THE PROBLEM:
Which lines in the records below include the word "status"? Report each of them in full.

Stored items from a collection:
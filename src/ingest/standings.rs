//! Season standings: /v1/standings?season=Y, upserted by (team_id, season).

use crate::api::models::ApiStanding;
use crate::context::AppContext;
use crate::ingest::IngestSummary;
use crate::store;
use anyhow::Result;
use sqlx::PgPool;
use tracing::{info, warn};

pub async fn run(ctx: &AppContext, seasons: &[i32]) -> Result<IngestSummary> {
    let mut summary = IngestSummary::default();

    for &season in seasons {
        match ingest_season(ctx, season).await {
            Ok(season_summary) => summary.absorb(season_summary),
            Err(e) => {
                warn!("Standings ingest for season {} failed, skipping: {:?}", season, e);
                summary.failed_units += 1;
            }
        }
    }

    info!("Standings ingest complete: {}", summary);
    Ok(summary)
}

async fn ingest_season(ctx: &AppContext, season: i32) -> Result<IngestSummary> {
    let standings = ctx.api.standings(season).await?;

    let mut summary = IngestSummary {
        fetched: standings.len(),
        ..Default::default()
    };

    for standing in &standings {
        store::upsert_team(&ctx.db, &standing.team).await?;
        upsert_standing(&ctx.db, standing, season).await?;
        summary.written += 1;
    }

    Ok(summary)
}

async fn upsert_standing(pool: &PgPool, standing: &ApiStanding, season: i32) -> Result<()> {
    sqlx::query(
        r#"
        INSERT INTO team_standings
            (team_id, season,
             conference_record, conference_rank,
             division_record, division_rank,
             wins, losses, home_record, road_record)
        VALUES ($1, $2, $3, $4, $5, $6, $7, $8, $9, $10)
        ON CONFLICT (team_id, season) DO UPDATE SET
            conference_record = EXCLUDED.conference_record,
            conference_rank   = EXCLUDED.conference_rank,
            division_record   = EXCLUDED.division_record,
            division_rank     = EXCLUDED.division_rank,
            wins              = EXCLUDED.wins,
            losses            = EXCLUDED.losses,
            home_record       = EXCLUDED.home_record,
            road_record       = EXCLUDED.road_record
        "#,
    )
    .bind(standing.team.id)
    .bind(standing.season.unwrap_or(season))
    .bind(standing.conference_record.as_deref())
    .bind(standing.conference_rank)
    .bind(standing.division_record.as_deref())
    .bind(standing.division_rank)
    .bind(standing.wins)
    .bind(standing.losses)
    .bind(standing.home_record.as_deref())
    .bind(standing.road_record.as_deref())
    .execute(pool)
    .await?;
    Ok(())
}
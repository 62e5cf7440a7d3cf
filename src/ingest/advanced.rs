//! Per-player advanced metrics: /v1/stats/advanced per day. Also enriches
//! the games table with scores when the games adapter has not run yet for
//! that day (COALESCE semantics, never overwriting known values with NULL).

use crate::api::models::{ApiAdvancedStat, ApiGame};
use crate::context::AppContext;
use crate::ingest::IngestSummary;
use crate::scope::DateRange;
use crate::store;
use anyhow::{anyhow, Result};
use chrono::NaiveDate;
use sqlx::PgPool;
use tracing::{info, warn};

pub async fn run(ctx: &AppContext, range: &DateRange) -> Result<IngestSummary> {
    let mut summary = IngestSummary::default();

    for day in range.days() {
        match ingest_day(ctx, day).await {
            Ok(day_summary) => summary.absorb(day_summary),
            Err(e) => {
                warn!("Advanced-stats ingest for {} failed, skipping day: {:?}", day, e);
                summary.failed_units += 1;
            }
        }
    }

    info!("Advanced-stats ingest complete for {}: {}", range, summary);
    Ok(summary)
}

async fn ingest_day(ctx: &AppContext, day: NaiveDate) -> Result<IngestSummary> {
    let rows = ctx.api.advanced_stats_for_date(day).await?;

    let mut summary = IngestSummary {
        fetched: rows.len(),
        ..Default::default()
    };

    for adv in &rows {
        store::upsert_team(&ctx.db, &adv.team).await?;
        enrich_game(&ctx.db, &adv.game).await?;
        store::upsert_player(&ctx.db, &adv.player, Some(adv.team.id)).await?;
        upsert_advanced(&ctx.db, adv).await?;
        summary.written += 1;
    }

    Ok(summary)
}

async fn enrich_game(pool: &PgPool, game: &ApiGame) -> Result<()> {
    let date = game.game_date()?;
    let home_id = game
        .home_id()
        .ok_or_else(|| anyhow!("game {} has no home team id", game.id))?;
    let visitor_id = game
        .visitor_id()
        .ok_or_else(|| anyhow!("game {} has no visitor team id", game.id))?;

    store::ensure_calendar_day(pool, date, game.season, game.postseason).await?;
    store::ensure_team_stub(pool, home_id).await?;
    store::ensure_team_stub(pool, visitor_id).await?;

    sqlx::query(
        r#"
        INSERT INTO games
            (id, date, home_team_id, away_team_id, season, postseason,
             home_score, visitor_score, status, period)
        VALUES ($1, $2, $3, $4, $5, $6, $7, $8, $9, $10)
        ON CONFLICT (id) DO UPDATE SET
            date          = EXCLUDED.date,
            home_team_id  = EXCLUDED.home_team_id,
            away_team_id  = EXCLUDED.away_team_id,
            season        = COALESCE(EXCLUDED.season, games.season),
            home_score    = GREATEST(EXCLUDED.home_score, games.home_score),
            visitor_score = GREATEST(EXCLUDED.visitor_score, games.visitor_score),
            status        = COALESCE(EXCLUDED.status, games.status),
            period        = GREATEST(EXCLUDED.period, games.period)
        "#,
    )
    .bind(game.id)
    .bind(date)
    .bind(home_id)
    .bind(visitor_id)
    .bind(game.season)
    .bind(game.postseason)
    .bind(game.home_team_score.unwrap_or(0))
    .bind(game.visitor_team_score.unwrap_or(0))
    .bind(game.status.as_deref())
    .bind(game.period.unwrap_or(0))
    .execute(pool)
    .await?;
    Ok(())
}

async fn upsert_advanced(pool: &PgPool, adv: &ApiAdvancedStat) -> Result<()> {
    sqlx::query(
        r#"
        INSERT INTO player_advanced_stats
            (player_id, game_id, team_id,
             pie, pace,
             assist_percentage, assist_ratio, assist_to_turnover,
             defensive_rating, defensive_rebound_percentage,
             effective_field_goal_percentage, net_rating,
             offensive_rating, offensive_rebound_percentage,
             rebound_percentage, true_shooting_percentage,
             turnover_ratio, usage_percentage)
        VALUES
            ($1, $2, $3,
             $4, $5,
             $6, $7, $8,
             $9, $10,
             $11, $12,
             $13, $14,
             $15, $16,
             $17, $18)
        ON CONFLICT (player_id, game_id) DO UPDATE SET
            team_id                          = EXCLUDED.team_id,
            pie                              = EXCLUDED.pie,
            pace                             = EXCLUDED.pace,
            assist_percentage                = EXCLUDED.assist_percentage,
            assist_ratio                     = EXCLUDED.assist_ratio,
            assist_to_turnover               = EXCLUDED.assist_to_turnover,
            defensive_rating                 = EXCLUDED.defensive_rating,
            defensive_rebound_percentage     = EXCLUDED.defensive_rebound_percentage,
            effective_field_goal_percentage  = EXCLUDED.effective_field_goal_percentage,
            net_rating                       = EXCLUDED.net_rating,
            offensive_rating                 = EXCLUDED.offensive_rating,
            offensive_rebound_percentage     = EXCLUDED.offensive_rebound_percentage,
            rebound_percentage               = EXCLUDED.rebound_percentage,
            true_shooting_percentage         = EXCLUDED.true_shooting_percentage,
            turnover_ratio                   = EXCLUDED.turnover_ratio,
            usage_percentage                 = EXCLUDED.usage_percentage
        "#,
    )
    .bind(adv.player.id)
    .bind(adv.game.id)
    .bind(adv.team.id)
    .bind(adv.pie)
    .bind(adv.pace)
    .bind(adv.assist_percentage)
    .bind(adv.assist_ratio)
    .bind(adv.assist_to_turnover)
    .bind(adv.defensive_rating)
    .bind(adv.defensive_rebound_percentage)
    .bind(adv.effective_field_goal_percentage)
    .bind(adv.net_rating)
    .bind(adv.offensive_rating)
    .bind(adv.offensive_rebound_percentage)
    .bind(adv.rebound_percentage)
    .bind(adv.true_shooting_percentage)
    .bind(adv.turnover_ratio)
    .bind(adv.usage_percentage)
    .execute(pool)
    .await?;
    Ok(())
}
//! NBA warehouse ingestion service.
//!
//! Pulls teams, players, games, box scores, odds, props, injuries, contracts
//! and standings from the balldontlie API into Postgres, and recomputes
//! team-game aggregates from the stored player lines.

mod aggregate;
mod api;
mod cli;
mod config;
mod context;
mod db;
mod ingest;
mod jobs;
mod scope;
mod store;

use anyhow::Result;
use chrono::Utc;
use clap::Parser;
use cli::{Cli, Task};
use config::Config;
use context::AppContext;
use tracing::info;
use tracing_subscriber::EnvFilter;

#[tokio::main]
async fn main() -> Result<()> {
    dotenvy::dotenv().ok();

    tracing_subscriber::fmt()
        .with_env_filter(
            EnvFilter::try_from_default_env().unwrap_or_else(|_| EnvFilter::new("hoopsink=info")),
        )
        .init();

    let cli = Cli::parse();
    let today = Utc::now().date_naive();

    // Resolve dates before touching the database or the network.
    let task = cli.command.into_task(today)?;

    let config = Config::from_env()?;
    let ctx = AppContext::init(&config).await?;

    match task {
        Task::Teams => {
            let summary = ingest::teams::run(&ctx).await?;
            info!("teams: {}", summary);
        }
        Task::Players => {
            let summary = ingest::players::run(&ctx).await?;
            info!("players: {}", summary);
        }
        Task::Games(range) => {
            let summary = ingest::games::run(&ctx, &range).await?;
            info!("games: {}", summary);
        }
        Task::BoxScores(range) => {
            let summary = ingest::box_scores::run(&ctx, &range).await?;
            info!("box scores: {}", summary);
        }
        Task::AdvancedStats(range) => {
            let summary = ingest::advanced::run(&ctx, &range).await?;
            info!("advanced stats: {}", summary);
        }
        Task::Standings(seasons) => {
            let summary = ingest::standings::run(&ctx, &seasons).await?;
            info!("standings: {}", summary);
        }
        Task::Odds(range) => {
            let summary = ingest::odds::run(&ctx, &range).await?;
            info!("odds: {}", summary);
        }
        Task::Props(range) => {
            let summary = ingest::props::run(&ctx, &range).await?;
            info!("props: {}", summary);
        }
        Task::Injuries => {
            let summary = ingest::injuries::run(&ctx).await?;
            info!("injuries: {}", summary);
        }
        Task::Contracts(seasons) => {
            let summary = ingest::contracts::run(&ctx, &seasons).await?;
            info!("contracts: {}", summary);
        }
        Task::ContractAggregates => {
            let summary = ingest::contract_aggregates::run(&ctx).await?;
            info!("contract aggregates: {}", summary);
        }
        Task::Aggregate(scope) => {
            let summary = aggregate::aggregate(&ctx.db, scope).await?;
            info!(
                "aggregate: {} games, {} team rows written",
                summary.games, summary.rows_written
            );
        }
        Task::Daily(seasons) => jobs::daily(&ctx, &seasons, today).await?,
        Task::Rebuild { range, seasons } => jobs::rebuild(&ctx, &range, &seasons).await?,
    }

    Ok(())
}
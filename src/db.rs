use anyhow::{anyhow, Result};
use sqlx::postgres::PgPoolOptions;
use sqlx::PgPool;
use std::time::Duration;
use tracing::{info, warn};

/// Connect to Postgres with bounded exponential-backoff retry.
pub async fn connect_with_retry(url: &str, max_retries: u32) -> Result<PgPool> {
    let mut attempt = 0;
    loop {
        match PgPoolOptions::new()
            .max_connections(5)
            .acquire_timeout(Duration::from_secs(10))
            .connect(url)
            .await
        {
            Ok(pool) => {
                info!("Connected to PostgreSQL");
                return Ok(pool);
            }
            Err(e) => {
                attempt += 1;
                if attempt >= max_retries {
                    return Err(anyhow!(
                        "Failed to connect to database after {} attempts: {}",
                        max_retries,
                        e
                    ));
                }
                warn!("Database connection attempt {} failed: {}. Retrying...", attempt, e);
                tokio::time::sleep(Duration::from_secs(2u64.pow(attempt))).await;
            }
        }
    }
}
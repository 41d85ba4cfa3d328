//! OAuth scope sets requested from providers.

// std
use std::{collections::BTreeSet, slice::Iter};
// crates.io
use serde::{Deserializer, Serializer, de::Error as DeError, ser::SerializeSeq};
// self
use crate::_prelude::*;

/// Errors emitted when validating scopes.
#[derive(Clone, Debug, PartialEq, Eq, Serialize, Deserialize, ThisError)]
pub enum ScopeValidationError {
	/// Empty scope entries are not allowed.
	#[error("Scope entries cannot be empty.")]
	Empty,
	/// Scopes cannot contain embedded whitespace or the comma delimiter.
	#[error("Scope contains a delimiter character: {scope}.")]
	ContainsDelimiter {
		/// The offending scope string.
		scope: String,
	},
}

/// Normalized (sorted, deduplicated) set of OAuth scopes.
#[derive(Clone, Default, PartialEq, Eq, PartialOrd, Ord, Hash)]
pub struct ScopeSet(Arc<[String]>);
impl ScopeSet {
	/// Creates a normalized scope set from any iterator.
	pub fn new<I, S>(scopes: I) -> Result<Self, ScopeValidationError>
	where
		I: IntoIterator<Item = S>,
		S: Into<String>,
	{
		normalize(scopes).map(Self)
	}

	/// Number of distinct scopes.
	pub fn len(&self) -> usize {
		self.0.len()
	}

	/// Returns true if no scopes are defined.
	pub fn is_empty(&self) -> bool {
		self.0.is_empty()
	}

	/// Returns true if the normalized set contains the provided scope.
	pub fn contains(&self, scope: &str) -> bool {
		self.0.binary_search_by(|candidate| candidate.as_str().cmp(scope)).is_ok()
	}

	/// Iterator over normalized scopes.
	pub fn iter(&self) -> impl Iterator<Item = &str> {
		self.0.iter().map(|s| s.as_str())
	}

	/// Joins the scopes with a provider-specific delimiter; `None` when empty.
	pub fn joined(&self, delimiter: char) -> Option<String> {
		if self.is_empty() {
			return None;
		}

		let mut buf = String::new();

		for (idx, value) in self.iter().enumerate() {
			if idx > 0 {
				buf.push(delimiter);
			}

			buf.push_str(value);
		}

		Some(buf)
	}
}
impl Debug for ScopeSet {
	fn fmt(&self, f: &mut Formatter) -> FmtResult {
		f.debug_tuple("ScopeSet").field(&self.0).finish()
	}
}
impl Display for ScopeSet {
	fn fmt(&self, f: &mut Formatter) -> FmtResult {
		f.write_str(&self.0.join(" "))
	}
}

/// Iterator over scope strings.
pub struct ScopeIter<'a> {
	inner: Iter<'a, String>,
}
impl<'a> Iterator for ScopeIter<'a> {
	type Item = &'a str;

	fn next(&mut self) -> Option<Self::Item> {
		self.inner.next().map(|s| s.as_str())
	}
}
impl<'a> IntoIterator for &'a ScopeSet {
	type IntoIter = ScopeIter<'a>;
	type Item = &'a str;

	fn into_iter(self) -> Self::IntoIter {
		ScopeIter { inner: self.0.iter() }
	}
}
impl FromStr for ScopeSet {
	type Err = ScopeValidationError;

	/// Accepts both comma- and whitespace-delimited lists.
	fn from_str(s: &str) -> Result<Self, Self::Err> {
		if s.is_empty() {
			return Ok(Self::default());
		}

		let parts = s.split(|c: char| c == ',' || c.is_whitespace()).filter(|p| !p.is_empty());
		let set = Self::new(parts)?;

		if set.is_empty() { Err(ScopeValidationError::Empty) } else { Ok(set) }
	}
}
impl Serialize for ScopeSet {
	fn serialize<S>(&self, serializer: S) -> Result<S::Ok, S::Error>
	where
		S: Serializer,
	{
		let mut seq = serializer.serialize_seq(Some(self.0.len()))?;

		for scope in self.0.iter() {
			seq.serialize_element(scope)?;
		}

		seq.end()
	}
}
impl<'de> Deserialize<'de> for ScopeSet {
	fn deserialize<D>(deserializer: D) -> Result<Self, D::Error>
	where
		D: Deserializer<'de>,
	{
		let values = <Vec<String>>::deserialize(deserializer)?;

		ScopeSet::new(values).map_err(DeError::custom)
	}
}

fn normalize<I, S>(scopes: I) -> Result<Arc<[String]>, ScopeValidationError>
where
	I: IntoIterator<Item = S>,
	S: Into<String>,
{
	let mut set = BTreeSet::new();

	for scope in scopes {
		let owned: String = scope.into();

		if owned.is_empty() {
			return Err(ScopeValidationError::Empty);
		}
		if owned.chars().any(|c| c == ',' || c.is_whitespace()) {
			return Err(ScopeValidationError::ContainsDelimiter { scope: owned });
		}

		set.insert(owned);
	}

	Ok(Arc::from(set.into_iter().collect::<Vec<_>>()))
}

RESPONSE FOR THIS EXERCISE:
             home_score, visitor_score, status, period)
            status        = COALESCE(EXCLUDED.status, games.status),
    .bind(game.status.as_deref())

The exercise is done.